Новый спектакль Марка Захарова, разумеется, не только о смерти, но там, где речь заходит о ней, в словах героев чувствуется волнение его собственной, захаровской, мысли, его собственный - знакомый каждому - страх. Мысль о смерти - даже более интимная, нежели мысли о любви, ведь о любви так или иначе приходится думать и говорить вдвоем, а смерть одолевает в одиночестве.

Спектакль Захарова - об этом, интимном. Человек, которого мы привыкли видеть иронизирующим, многоумным, оказывается, как всякий смертный, думает о смерти. Боится ее. И не боится говорить об этом, думать вслух. И теперь, как заклинание, заставляет повторять: "Смерть добра!"

Не большой любитель камерных пространств и камерных сюжетов, Захаров всегда отличался умением даже самые сокровенные мысли разложить на разные голоса и распределить на всем пространстве большой ленкомовской сцены. Все это, вероятно, входит в набор режиссерских навыков, однако Захаров в этом - непревзойденный мастер. Вернее даже сказать: Захаров в сочетании с Олегом Шейнцисом, которого без преувеличения называют в афишах режиссером-сценографом.
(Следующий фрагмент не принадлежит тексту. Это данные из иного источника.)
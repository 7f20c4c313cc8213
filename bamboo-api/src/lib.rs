//! Bamboo API - REST bindings for Bamboo projects and plans
//!
//! Each operation is a single request/response translation: validate the
//! arguments, build the path and query, send it through the injected
//! [`Transport`], check the status and decode the JSON body.
//!
//! ```rust,ignore
//! let client = BambooClient::from_env()?;
//! for plan in client.plans().list_plans().await? {
//!     println!("{} {}", plan.key, plan.short_name);
//! }
//! ```

mod client;
mod error;
mod models;
mod plans;
mod projects;
mod transport;

#[cfg(test)]
mod mock;

pub use client::BambooClient;
pub use error::{Error, Result};
pub use models::{
    CollectionMetadata, Link, Plan, PlanCreateBranchOptions, PlanKey, PlanResponse, Plans,
    Project, ProjectInformation, ProjectPlansInformation, ProjectRepos, ProjectRepositoryResult,
    ProjectResponse, Projects, RepositoryIndex, ResourceMetadata, SpecDetail, SpecResponse,
};
pub use plans::PlanService;
pub use projects::ProjectService;
pub use transport::{HttpTransport, Request, Response, Transport};

pub use reqwest::{Method, StatusCode};
//! In-memory transport for tests

use std::collections::VecDeque;
use std::sync::{Arc, Mutex};

use async_trait::async_trait;
use reqwest::{Method, StatusCode};
use url::Url;

use crate::transport::{Request, Response, Transport};
use crate::Result;

#[derive(Default)]
struct MockState {
    responses: VecDeque<Response>,
    requests: Vec<Request>,
}

/// Replays queued responses in order and records every executed request
#[derive(Clone, Default)]
pub(crate) struct MockTransport {
    state: Arc<Mutex<MockState>>,
}

impl MockTransport {
    pub(crate) fn new() -> Self {
        Self::default()
    }

    pub(crate) fn respond(&self, status: StatusCode, body: serde_json::Value) {
        self.respond_raw(status, &body.to_string());
    }

    pub(crate) fn respond_raw(&self, status: StatusCode, body: &str) {
        self.state
            .lock()
            .unwrap()
            .responses
            .push_back(Response::new(status, body));
    }

    pub(crate) fn respond_with_reason(&self, status: StatusCode, reason: &str, body: &str) {
        self.state
            .lock()
            .unwrap()
            .responses
            .push_back(Response::new(status, body).with_reason(reason));
    }

    pub(crate) fn requests(&self) -> Vec<Request> {
        self.state.lock().unwrap().requests.clone()
    }
}

#[async_trait]
impl Transport for MockTransport {
    fn new_request(&self, method: Method, path: &str) -> Result<Request> {
        let base = Url::parse("http://bamboo.test/rest/api/latest/")?;
        Ok(Request::new(method, base.join(path)?))
    }

    async fn execute(&self, request: Request) -> Result<Response> {
        let mut state = self.state.lock().unwrap();
        let path = request.url.to_string();
        state.requests.push(request);
        let response = state.responses.pop_front();
        Ok(response.unwrap_or_else(|| panic!("no response queued for {}", path)))
    }
}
Вдвоем с Шейнцисом они находят материально убедительный образ смерти, точнее послесмертия, - этакого вокзального буфета, тянущегося далеко-далеко, освещенного то мертвенно-белым люминесцентным светом, то рядом слабеньких обычных лампочек. И где-то далеко лают собаки┘ Образ не грязного, знакомого, российского, а чистенького белого запустения.
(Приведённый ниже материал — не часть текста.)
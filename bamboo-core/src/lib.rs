//! Bamboo Core - configuration and credentials for the Bamboo REST client
//!
//! This crate owns everything the API bindings need to know about *where*
//! the server lives and *how* to authenticate against it, without pulling in
//! any HTTP machinery.

pub mod config;
pub mod error;
pub mod secrets;

pub use config::{Config, ServerConfig};
pub use error::{Error, Result};
pub use secrets::{BambooSecrets, Credentials, Secrets};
За один этот вокзал Захарову и Шейнцису можно сказать спасибо: теперь двигаться в сторону смерти как-то не так страшно - театру, сцене у нас по-прежнему принято доверять. Больше, чем журналистам и публицистам, одного из которых Захаров сделал героем и жертвой своей театральной фантазии.

Собственно, героев здесь как минимум трое: писатель, он же Орфей (Александр Лазарев-мл.), актриса, она же Эвридика (Мария Миронова), палач (Александр Абдулов). Четвертым, несмотря на эпизодический характер явлений, становится сосед, он же отец Орфея (Леонид Броневой). Житейской мудростью, трогательностью старости, реальной, естественной близостью к "описываемым событиям" герой Броневого трогает, наконец вызывая необходимую долю человеческого соучастия.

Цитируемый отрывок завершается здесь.